§ **Task item**: Where a line of the entries holds the string "range", copy that line.

§ **Provided material**:
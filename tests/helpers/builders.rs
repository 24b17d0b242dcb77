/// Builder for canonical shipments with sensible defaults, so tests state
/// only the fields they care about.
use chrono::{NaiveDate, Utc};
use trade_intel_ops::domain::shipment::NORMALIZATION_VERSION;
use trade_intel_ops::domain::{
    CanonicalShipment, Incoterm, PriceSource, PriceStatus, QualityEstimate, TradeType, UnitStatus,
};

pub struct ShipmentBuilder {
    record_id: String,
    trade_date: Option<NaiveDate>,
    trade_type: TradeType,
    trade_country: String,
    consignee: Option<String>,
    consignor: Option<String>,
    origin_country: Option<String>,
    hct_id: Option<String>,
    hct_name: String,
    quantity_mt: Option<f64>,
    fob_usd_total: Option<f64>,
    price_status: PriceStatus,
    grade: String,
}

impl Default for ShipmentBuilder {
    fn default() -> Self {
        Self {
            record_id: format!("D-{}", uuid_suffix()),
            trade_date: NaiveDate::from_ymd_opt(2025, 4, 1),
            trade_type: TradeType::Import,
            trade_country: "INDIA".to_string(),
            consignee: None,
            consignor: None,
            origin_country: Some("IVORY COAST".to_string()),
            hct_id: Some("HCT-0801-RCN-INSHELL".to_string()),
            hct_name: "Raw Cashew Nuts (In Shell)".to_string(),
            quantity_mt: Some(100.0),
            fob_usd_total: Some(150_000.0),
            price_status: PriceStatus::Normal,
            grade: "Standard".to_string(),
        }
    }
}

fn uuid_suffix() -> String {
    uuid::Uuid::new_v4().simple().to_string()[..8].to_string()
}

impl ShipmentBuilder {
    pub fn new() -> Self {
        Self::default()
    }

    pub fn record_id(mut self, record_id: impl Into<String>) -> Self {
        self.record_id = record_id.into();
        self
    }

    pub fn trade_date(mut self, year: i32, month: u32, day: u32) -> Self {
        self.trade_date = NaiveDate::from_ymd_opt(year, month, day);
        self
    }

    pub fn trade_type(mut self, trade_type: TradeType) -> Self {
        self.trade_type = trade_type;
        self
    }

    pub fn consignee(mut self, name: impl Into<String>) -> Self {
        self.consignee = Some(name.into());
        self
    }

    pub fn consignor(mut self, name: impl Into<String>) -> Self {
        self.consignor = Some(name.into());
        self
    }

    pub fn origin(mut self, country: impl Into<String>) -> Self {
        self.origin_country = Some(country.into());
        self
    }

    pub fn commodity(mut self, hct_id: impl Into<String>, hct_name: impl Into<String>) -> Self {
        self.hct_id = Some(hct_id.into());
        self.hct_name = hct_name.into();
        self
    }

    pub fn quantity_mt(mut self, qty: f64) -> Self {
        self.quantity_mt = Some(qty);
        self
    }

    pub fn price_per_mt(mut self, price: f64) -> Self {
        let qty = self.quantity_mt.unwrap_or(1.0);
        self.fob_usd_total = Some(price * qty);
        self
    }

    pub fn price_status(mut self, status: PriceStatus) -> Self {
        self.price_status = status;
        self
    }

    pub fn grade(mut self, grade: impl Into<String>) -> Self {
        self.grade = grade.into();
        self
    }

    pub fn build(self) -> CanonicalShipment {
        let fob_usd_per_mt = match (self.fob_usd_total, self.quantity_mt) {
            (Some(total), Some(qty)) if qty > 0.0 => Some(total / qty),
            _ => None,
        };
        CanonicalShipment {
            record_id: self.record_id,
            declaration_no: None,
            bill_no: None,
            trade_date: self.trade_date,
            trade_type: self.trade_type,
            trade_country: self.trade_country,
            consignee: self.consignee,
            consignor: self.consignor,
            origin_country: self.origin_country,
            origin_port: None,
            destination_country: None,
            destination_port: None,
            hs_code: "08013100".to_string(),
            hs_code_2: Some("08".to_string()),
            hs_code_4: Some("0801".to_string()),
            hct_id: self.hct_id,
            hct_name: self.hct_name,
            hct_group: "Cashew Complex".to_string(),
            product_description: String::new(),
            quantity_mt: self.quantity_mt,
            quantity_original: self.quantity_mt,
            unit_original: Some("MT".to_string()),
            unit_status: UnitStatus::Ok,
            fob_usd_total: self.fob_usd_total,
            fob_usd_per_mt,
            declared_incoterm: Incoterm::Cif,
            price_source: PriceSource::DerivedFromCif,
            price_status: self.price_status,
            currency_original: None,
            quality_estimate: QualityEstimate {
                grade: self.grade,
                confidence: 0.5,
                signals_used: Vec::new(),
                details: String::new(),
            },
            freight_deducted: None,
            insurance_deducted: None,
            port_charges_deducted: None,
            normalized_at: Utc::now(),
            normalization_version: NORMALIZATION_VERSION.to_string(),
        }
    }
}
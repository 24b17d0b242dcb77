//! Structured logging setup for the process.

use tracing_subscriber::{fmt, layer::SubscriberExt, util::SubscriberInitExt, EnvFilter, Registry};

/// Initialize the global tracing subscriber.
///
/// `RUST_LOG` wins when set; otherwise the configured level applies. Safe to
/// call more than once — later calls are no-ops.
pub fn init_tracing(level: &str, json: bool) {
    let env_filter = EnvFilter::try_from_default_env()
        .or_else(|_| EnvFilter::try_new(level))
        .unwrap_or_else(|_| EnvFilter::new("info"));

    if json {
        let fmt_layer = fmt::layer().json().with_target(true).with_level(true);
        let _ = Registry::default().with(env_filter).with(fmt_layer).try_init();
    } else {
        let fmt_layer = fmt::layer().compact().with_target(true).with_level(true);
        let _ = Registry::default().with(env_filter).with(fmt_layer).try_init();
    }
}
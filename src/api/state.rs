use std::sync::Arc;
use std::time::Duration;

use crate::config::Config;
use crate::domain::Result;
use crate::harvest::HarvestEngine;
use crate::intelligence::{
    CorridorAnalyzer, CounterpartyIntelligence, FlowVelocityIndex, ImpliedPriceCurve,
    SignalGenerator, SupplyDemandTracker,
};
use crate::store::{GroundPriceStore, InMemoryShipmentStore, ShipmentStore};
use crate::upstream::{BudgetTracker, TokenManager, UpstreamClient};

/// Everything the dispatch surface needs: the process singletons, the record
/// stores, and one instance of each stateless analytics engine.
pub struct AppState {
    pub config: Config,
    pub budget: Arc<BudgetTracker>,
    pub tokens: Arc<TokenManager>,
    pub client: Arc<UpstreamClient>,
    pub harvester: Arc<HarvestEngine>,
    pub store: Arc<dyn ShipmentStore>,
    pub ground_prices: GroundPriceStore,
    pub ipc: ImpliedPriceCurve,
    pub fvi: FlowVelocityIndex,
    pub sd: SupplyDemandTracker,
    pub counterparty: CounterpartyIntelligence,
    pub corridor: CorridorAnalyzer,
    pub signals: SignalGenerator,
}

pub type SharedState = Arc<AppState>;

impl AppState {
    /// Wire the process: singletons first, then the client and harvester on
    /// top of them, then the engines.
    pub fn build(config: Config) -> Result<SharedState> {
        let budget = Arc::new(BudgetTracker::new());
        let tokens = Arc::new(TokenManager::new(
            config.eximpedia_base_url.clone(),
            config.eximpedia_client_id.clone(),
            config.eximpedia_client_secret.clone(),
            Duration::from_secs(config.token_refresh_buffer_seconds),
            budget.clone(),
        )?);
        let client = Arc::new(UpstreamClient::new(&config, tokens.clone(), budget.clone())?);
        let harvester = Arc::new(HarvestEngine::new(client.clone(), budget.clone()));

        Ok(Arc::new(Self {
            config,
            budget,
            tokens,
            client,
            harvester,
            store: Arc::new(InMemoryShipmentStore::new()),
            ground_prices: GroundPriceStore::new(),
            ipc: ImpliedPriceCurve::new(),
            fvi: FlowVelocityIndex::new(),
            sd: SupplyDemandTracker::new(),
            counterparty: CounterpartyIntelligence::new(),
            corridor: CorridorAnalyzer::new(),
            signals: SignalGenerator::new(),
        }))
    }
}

---

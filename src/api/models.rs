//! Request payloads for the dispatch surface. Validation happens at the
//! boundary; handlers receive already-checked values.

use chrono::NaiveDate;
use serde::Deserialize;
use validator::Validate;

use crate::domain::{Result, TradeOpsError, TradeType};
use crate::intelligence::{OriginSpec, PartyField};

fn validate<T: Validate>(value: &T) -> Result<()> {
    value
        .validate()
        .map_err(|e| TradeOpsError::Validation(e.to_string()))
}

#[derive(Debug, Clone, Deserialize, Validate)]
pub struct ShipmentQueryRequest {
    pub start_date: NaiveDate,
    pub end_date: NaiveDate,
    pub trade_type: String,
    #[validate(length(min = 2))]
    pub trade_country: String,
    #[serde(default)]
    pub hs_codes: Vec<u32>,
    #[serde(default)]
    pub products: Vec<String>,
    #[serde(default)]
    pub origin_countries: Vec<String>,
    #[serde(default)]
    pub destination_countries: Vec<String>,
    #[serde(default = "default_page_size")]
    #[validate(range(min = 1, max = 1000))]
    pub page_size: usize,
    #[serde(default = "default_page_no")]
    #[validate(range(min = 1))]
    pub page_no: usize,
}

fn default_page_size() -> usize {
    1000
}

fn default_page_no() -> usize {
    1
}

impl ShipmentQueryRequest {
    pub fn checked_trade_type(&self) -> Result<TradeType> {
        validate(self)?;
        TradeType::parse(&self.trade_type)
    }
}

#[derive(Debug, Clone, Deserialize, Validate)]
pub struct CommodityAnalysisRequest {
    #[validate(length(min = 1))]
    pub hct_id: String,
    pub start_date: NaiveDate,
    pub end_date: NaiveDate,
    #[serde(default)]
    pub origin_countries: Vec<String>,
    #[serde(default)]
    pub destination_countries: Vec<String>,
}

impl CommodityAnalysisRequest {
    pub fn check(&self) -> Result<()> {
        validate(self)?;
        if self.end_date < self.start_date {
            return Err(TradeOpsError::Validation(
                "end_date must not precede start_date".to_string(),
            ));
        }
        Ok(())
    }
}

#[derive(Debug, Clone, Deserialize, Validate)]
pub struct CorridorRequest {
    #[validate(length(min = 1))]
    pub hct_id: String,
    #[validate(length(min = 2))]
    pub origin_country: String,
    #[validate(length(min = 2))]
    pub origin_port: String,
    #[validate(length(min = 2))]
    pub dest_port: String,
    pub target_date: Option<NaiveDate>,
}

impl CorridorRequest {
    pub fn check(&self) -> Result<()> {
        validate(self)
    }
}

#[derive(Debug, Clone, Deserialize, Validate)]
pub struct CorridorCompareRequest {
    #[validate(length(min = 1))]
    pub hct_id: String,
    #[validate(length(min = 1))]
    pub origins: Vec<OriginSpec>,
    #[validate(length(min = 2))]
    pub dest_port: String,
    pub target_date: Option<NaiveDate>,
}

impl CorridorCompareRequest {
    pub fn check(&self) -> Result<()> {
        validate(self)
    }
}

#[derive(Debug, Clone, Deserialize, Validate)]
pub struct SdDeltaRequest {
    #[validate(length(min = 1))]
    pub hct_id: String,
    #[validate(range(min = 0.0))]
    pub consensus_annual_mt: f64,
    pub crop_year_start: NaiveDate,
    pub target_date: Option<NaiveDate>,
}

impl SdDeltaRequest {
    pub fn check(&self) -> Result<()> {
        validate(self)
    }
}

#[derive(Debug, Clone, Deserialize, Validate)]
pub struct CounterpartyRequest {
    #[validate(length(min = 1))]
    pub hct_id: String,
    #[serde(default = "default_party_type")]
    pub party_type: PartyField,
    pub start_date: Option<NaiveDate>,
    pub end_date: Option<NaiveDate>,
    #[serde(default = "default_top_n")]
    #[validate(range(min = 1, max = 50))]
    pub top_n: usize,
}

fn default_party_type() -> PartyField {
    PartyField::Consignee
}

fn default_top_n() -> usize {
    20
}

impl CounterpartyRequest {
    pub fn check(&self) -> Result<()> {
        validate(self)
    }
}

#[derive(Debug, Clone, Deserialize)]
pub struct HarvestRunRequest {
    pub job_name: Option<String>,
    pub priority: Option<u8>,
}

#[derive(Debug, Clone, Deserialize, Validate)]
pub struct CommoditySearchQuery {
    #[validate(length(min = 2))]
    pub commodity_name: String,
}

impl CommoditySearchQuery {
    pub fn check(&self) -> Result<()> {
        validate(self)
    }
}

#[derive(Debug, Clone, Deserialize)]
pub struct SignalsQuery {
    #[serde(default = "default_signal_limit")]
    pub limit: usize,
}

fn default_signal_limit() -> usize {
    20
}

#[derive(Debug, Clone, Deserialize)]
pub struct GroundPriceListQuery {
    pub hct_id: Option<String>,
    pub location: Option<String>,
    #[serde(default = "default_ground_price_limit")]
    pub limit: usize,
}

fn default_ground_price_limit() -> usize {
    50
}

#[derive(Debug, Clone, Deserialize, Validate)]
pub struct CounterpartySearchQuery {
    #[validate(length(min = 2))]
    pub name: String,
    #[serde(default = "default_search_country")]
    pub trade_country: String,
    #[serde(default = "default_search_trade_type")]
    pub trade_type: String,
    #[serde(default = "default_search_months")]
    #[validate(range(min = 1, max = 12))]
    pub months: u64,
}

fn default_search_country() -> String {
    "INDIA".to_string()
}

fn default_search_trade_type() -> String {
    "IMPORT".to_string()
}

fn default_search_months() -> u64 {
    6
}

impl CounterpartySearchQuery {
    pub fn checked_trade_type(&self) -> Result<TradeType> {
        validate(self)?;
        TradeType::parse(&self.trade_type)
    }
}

§ **Written response**:
    #[validate(range(min = 1, max = 1000))]
    #[validate(range(min = 1))]
    #[validate(range(min = 0.0))]
    #[validate(range(min = 1, max = 50))]
    #[validate(range(min = 1, max = 12))]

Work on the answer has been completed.